Inevitably Sergeant Smith and I had our differences, the most serious being over drill — not that he shared anything with the bellowing clown-bully of tradition, though we had some of these as well. The company commanders and most of my brother platoon officers also attached extraordinary, fetishist importance to the precise angle of a shouldered rifle butt and to the accuracy with which their marching columns wheeled, left-inclined, and turned in the manner of infantry in the time of Marlborough. I confess to having at first relished barking-out orders, but it was the petty power of a uniformed prefect and unlikely to foster the self-reliance and initiative which would clearly be needed when fanning out in the dark, under fire to establish a beach-head perimeter. Indeed it was noticeable that the longer they drilled, the more sullen and unco-operative my men became, whereas they eagerly took part in sessions devoted to handling weapons, distance judging, digging positions with entrenching tools, camouflage, stalking under cover — these came closer to the real thing, to why they’d readily, though reluctantly, left homes and girl-friends. Whenever possible therefore I cut down on the four or more hours of obligatory drilling until, eventually, after a hot afternoon of observing and tracking games in the Bisley Common heather, I told the platoon that if in future they were always prepared to drill as if it were the King’s Birthday, we would reduce the time spent on the parade-ground to an hour a day.
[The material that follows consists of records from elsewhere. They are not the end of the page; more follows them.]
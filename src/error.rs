//! Error types for the handsfree controller

use thiserror::Error;

/// Result type alias for handsfree operations
pub type Result<T> = std::result::Result<T, Error>;

/// Errors that can occur while running voice turns
#[derive(Debug, Error)]
pub enum Error {
    /// Configuration error
    #[error("configuration error: {0}")]
    Config(String),

    /// Audio device or stream error
    #[error("audio error: {0}")]
    Audio(String),

    /// Microphone or recognizer access was denied
    #[error("permission denied: {0}")]
    Permission(String),

    /// Speech recognition error
    #[error("recognition error: {0}")]
    Recognition(String),

    /// Captured audio was empty or below the sanity threshold
    #[error("recording too short ({bytes} bytes, need at least {minimum})")]
    CaptureTooShort {
        /// Size of the assembled recording
        bytes: usize,
        /// Configured minimum size
        minimum: usize,
    },

    /// Capture session error
    #[error("capture error: {0}")]
    Capture(String),

    /// Submission endpoint rejected the request or was unreachable
    #[error("submission error: {0}")]
    Submission(String),

    /// Playback error
    #[error("playback error: {0}")]
    Playback(String),

    /// IO error
    #[error("io error: {0}")]
    Io(#[from] std::io::Error),

    /// HTTP error
    #[error("http error: {0}")]
    Http(#[from] reqwest::Error),

    /// Serialization error
    #[error("serialization error: {0}")]
    Serialization(#[from] serde_json::Error),

    /// TOML parsing error
    #[error("toml error: {0}")]
    Toml(#[from] toml::de::Error),
}

impl Error {
    /// Message suitable for showing to the user
    #[must_use]
    pub fn user_message(&self) -> String {
        match self {
            Self::CaptureTooShort { .. } => {
                "Recording too short! Please say a few words.".to_string()
            }
            Self::Permission(_) => {
                "Please allow microphone access to use this feature.".to_string()
            }
            Self::Submission(msg) => format!("Error: {msg}"),
            other => format!("Error: {other}"),
        }
    }
}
‘As you say, sir!’ Sergeant Smith looked bewildered and his salute was subtly reproachful but he co-operated loyally and so did the men. During that one hour they were soon drilling to perfection and before we left Bisley we came top in the battalion drill contest.
Very much against his wishes, Evelyn had been roped in as the battalion correspondent to The Globe and Laurel, the Royal Marines’ house journal. In the April 1940 issue, among pages of pedestrian accounts of football matches and sergeants’ mess socials, there is a short anonymous, but inimitable report of our arrival ‘...in a landscape of burned gorse and immature conifers, prettily embellished with spent cartridge cases... after dark some battalions are said to devote themselves primarily to the larger aspects of war, debating the effects of Roumanian policy upon the Anatolian jute industry, while others, more, or perhaps, less practical, wander through the marshes in darkness or threaten late visitors to the mess with fixed bayonets ... Moustaches are growing luxuriantly, coughs are on the decline; battle dress lends a menacing aspect to the most peaceable characters.’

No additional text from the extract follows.